裴疏则神色惨然,可能也想起了这段过往,轻声自嘲,“她是有心的,一整颗都放在越文州那里,为了他都肯用自己来诓骗我,她说她喜欢的是我,我就真信了,可即便我差点让她害死,也连一句道歉都等不来。”
他闭了闭眼,道,“我还答应她最后一件事,交给你去办。”
姜妤一夜未眠,晨起时来到水榭旁,望着水中清荷发呆,芳枝放心不下,拽着她的手臂不敢松开,“姑娘,天阴沉沉的,咱们进屋吧,别着了风。”
姜妤仍盯着水面,失神道,“我当时要是找到它会不会就好了,为什么没找到呢。”
芳枝知道她再说那枚玉佩,手不由攥得更紧了些。
当年越老太太知道了两人的事,惊怒之下致信姜父,姜父眼里容不下沙子,即刻赶了去,又不知从哪得知她偷偷藏着的宝贝是裴疏则所赠,硬是逼她拿出来,当着面丢进了莲花池。
姜妤直接跟着跳了下去,着实把长辈们吓了个半死,她虽通水性,可数九寒天,不等找到已经冻溺在里头,被救上来后大病一场,足两三个月未能起身。

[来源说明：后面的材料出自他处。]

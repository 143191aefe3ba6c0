use thiserror::Error;

/// Fatal for one burn aggregation pass. The next scheduled pass retries.
#[derive(Error, Debug)]
pub enum AggregationError {
    #[error("Failed to enumerate signatures: {0}")]
    SignatureEnumerationFailed(String),
}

时局面前,少年人的情分薄脆如纸,姜父从态度强硬到苦口婆心,“你不要名声也罢,拼着去死也罢,我只最后与你说一句,裴疏则是靖王外室子出身,父母不喜,在军中又无建树,你同他成婚,他和汝阳王府岂不都到风口浪尖上?何况我释去军权,朝中才有所缓和,若转头便和靖王府结亲,叫今上如何作想,东宫已是危如累卵,再经不住半分猜疑了。”
“你真想为这份私情,把他和姜氏一族一同断送吗?”
姜妤将自己关在房内水米不进好几天,终于下了决定。
她强撑病体去和裴疏则道别,对方却态度怪异,只在长久的沉默后道,“我从前给你的玉佩,可否还给我?”
姜妤深吸一口气,“对不起…我弄丢了。”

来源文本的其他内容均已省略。